After statistically analyzing the increased rate of earthquakes, the scientists said they’re fairly certain it’s not just natural variability — deep injection of waste water from fossil fuel exploitation is seen as a likely cause.
“We hope that this new advisory of increased hazard will become a crucial consideration in earthquake preparedness for residents, schools and businesses in the central Oklahoma area,” said Dr. Bill Leith, USGS Senior Science Advisor for Earthquakes and Geologic Hazards. “Building owners and government officials should have a special concern for older, unreinforced brick structures, which are vulnerable to serious damage during sufficient shaking.”
Between October 2013 and April 2014, there were 183 quakes of magnitude 3.0 or stronger. The long-term average between 1978 and 2008 was about two such quakes every year. The increased frquencny of small and moderate shocks ups the likelihood of future, damaging earthquakes in central and north-central Oklahoma.
Deep injection of wastewater into deep geological formations can increase pressure underground and even lubricate faults, in a well-known process called injection-induced seismicity. Much of this wastewater is a byproduct of oil and gas production and is routinely disposed of by injection into wells specifically designed and approved for this purpose.

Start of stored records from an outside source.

//! Service layer for shelfscrape business logic.
//!
//! Services hold the run logic separated from the CLI, and depend on the page
//! and store only through their traits.

pub mod scrape;

pub use scrape::{ExtractionSummary, RunOutcome, ScrapeError, ScrapeService};
//! Command-line definition.

use clap::{Parser, Subcommand};

/// Stockroom admin client
#[derive(Parser, Debug)]
#[command(name = "stockroom")]
#[command(author, version, about = "Stockroom admin API client", long_about = None)]
pub struct Args {
    /// Configuration file path
    #[arg(short, long, global = true)]
    pub config: Option<String>,

    /// Log at debug level (overridden by RUST_LOG)
    #[arg(short, long, global = true)]
    pub verbose: bool,

    #[command(subcommand)]
    pub command: Command,
}

#[derive(Subcommand, Debug)]
pub enum Command {
    /// Sign in and store the session
    Login {
        /// Account email
        email: String,
        /// Account password
        #[arg(long, env = "STOCKROOM_PASSWORD", hide_env_values = true)]
        password: String,
    },
    /// Sign out and clear the stored session
    Logout,
    /// Show the stored session without touching the network
    Status,
    /// Exchange the refresh token for a new access token
    Refresh,
    /// Check whether navigation to a protected route would be allowed
    Guard {
        /// Route to check
        #[arg(default_value = "/")]
        route: String,
    },
    /// GET an API path and print the JSON response
    Get {
        /// Path relative to the API base URL, e.g. /products/
        path: String,
    },
    /// Show the signed-in account
    Whoami,
    /// Create an account
    Register {
        #[arg(long)]
        email: String,
        #[arg(long)]
        username: String,
        #[arg(long, env = "STOCKROOM_PASSWORD", hide_env_values = true)]
        password: String,
        #[arg(long, default_value = "")]
        first_name: String,
        #[arg(long, default_value = "")]
        last_name: String,
        #[arg(long, default_value = "")]
        phone_number: String,
    },
    /// Confirm an email address with the token from the verification email
    VerifyEmail {
        /// Verification token
        token: String,
    },
    /// Password reset
    PasswordReset {
        #[command(subcommand)]
        action: PasswordResetAction,
    },
    /// Configuration management
    Config {
        #[command(subcommand)]
        action: ConfigAction,
    },
}

#[derive(Subcommand, Debug)]
pub enum PasswordResetAction {
    /// Send a reset email
    Request {
        /// Account email
        email: String,
    },
    /// Set a new password
    Confirm {
        /// Token from the reset email
        token: String,
        /// New password
        #[arg(long, env = "STOCKROOM_PASSWORD", hide_env_values = true)]
        password: String,
    },
}

#[derive(Subcommand, Debug, Clone, PartialEq, Eq)]
pub enum ConfigAction {
    /// Print the config file location
    Path,
    /// Print the effective configuration
    Show,
    /// Print one value by dotted key
    Get {
        /// Dotted key, e.g. session.login_route
        key: String,
    },
    /// Write a default config file
    Init {
        /// Target file (defaults to the standard location)
        #[arg(long)]
        file: Option<String>,
        /// Overwrite an existing file
        #[arg(long)]
        force: bool,
    },
}
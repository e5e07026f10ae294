//! Tower session middleware.
//!
//! `SessionLayer` and `SessionService` sit between the caller and the
//! transport. They classify each request as public or protected, attach
//! credentials to protected requests, and turn a 401 into one coalesced
//! token refresh followed by exactly one retry.

use std::future::Future;
use std::pin::Pin;
use std::task::{Context, Poll};

use bytes::Bytes;
use http::header::{ACCEPT, AUTHORIZATION, CONTENT_TYPE, HeaderName, HeaderValue};
use http::{Request, Response, StatusCode};
use stockroom_session::SessionManager;
use tower::{Layer, Service, ServiceExt};

use crate::body::ApiBody;
use crate::endpoints::EndpointPolicy;
use crate::error::{ClientError, Result};

/// Header carrying the tenant partition of a protected request.
pub const TENANT_HEADER: HeaderName = HeaderName::from_static("x-tenant-id");

/// Tower `Layer` that wraps a transport with session handling.
#[derive(Clone, Debug)]
pub struct SessionLayer {
    session: SessionManager,
    policy: EndpointPolicy,
}

impl SessionLayer {
    /// Create a layer over `session`, classifying URLs with `policy`.
    pub fn new(session: SessionManager, policy: EndpointPolicy) -> Self {
        Self { session, policy }
    }
}

impl<S> Layer<S> for SessionLayer {
    type Service = SessionService<S>;

    fn layer(&self, inner: S) -> Self::Service {
        SessionService {
            inner,
            session: self.session.clone(),
            policy: self.policy.clone(),
        }
    }
}

/// Tower `Service` that authenticates requests and recovers from 401s.
///
/// A 401 on a protected request triggers one refresh through the
/// [`SessionManager`]; concurrent 401s share that refresh. The request is
/// then replayed once with the new token and whatever the replay returns
/// is the final answer, another 401 included. When the refresh fails the
/// session is cleared and [`ClientError::LoginRequired`] is returned.
#[derive(Clone, Debug)]
pub struct SessionService<S> {
    inner: S,
    session: SessionManager,
    policy: EndpointPolicy,
}

impl<S> SessionService<S> {
    /// The session this service authenticates with.
    pub fn session(&self) -> &SessionManager {
        &self.session
    }

    /// The public/protected classification in use.
    pub fn policy(&self) -> &EndpointPolicy {
        &self.policy
    }
}

impl<S> Service<Request<ApiBody>> for SessionService<S>
where
    S: Service<Request<ApiBody>, Response = Response<Bytes>, Error = ClientError>
        + Clone
        + Send
        + 'static,
    S::Future: Send,
{
    type Response = Response<Bytes>;
    type Error = ClientError;
    type Future = Pin<Box<dyn Future<Output = Result<Self::Response>> + Send>>;

    fn poll_ready(&mut self, cx: &mut Context<'_>) -> Poll<Result<()>> {
        self.inner.poll_ready(cx)
    }

    fn call(&mut self, req: Request<ApiBody>) -> Self::Future {
        let clone = self.inner.clone();
        let mut inner = std::mem::replace(&mut self.inner, clone);

        let session = self.session.clone();
        let policy = self.policy.clone();

        Box::pin(async move {
            let url = req.uri().to_string();

            if policy.is_public(&url) {
                let req = prepare(req, None, None)?;
                return inner.call(req).await;
            }

            let replay = replay_of(&req);
            let req = prepare(req, session.valid_access_token(), session.tenant_id())?;
            let response = inner.call(req).await?;

            if response.status() != StatusCode::UNAUTHORIZED {
                return Ok(response);
            }

            log::info!("401 from {url}, refreshing access token");
            match session.refresh_access_token().await {
                Ok(token) => {
                    let token = Some(token).filter(|t| !session.is_expired(t));
                    let retry = prepare(replay, token, session.tenant_id())?;
                    log::debug!("Retrying {url} with refreshed token");
                    inner.ready().await?.call(retry).await
                }
                Err(reason) => {
                    // The session manager has already cleared the stored tokens.
                    log::warn!("Refresh after 401 failed, login required: {reason}");
                    Err(ClientError::LoginRequired {
                        reason,
                        login_route: session.config().login_route.clone(),
                    })
                }
            }
        })
    }
}

/// Rebuild `req` with the headers the pipeline owns.
///
/// `Accept` is always JSON. `Content-Type` is JSON unless the body is
/// multipart, whose boundary type is set by the transport. `Authorization`
/// and the tenant header are present only when a value is supplied.
fn prepare(
    mut req: Request<ApiBody>,
    bearer: Option<String>,
    tenant: Option<String>,
) -> Result<Request<ApiBody>> {
    let multipart = req.body().is_multipart();
    let headers = req.headers_mut();

    headers.insert(ACCEPT, HeaderValue::from_static("application/json"));
    if multipart {
        headers.remove(CONTENT_TYPE);
    } else {
        headers.insert(CONTENT_TYPE, HeaderValue::from_static("application/json"));
    }

    headers.remove(AUTHORIZATION);
    if let Some(token) = bearer {
        let value = HeaderValue::from_str(&format!("Bearer {token}"))
            .map_err(|e| ClientError::invalid_request(format!("bearer token: {e}")))?;
        headers.insert(AUTHORIZATION, value);
    }

    headers.remove(TENANT_HEADER);
    if let Some(tenant) = tenant.filter(|t| !t.is_empty()) {
        let value = HeaderValue::from_str(&tenant)
            .map_err(|e| ClientError::invalid_request(format!("tenant id: {e}")))?;
        headers.insert(TENANT_HEADER, value);
    }

    Ok(req)
}

/// Copy of `req` for the single retry. Extensions are not carried over.
fn replay_of(req: &Request<ApiBody>) -> Request<ApiBody> {
    let mut replay = Request::new(req.body().clone());
    *replay.method_mut() = req.method().clone();
    *replay.uri_mut() = req.uri().clone();
    *replay.version_mut() = req.version();
    *replay.headers_mut() = req.headers().clone();
    replay
}

// ============================================================================
// Tests
// ============================================================================
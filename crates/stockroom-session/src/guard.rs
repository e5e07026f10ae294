//! Navigation gate for protected routes.

use crate::manager::SessionManager;

/// Outcome of a guard check.
#[derive(Debug, Clone, PartialEq, Eq)]
pub enum GuardDecision {
    /// Proceed to the requested route.
    Allow,
    /// Navigate to `to` instead.
    Redirect {
        /// Route to navigate to.
        to: String,
    },
}

impl GuardDecision {
    /// Returns `true` for [`GuardDecision::Allow`].
    pub fn is_allowed(&self) -> bool {
        matches!(self, Self::Allow)
    }
}

/// Decides whether navigation to a protected route may proceed.
///
/// An expired access token is not a dead end: when the refresh token is
/// still good the guard refreshes first, joining any refresh already in
/// flight, and only then decides.
#[derive(Debug, Clone)]
pub struct RouteGuard {
    session: SessionManager,
}

impl RouteGuard {
    /// Create a guard over `session`.
    pub fn new(session: SessionManager) -> Self {
        Self { session }
    }

    /// Check navigation to `route`.
    pub async fn check(&self, route: &str) -> GuardDecision {
        let access = self.session.access_token();
        let refresh = self.session.refresh_token();

        if access.is_none() && refresh.is_none() {
            log::debug!("No session, redirecting {route} to login");
            return self.to_login();
        }

        if access.as_deref().is_some_and(|t| !self.session.is_expired(t)) {
            return GuardDecision::Allow;
        }

        if refresh.as_deref().is_some_and(|t| !self.session.is_expired(t)) {
            log::debug!("Access token expired, refreshing before {route}");
            return match self.session.refresh_access_token().await {
                Ok(_) => GuardDecision::Allow,
                Err(err) => {
                    log::info!("Refresh failed while guarding {route}: {err}");
                    self.to_login()
                }
            };
        }

        log::info!("Session expired, redirecting {route} to login");
        if let Err(err) = self.session.clear_auth() {
            log::error!("Failed to clear expired session: {err}");
        }
        self.to_login()
    }

    fn to_login(&self) -> GuardDecision {
        GuardDecision::Redirect {
            to: self.session.config().login_route.clone(),
        }
    }
}
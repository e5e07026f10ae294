//! Error types for stockroom-session.

/// Result type alias for session operations.
pub type Result<T> = std::result::Result<T, SessionError>;

/// Errors raised while managing the session.
///
/// The type is `Clone` so that one refresh outcome can be handed to every
/// caller coalesced onto the same refresh cycle.
#[derive(Debug, Clone, PartialEq, Eq, thiserror::Error)]
#[non_exhaustive]
pub enum SessionError {
    /// A refresh was requested but no refresh token is stored.
    #[error("no refresh token is stored")]
    NoRefreshToken,

    /// The stored refresh token has itself expired.
    #[error("refresh token has expired")]
    RefreshExpired,

    /// The backend rejected the refresh call.
    #[error("refresh rejected (HTTP {status}): {message}")]
    RefreshRejected {
        /// HTTP status returned by the refresh endpoint.
        status: u16,
        /// Backend `detail` message, or the raw body when there is none.
        message: String,
    },

    /// The refresh call did not complete within the configured bound.
    #[error("refresh timed out after {seconds}s")]
    RefreshTimeout {
        /// The bound that elapsed.
        seconds: u64,
    },

    /// Network-level failure while talking to the auth endpoint.
    #[error("transport error: {0}")]
    Transport(String),

    /// The token store could not be read or written.
    #[error("storage error: {0}")]
    Storage(String),

    /// A token could not be decoded.
    #[error("invalid token: {0}")]
    InvalidToken(String),
}

impl SessionError {
    /// Creates a storage error from anything displayable.
    pub fn storage(err: impl std::fmt::Display) -> Self {
        SessionError::Storage(err.to_string())
    }

    /// Creates a transport error from anything displayable.
    pub fn transport(err: impl std::fmt::Display) -> Self {
        SessionError::Transport(err.to_string())
    }

    /// Whether this error ends the session and sends the user back to login.
    ///
    /// Every failed refresh cycle clears the stored session, so all of the
    /// refresh-path errors qualify. Storage and decode errors do not.
    pub fn requires_login(&self) -> bool {
        matches!(
            self,
            SessionError::NoRefreshToken
                | SessionError::RefreshExpired
                | SessionError::RefreshRejected { .. }
                | SessionError::RefreshTimeout { .. }
                | SessionError::Transport(_)
        )
    }
}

Oklahoma’s heightened earthquake activity since 2009 includes 20 magnitude 4.0 to 4.8 quakes, plus one of the two largest recorded earthquakes in Oklahoma’s history – a magnitude 5.6 earthquake that occurred near Prague on Nov. 5, 2011, which damaged a number of homes and the historic Benedictine Hall at St. Gregory’s University in Shawnee.
As a result of the increased seismicity, the Oklahoma Geological Survey has increased the number of monitoring stations and now operates a seismograph network of 15 permanent stations and 17 temporary stations. Both agencies are actively involved in research to determine the cause of the increased earthquake rate and to quantify the increased hazard in central Oklahoma.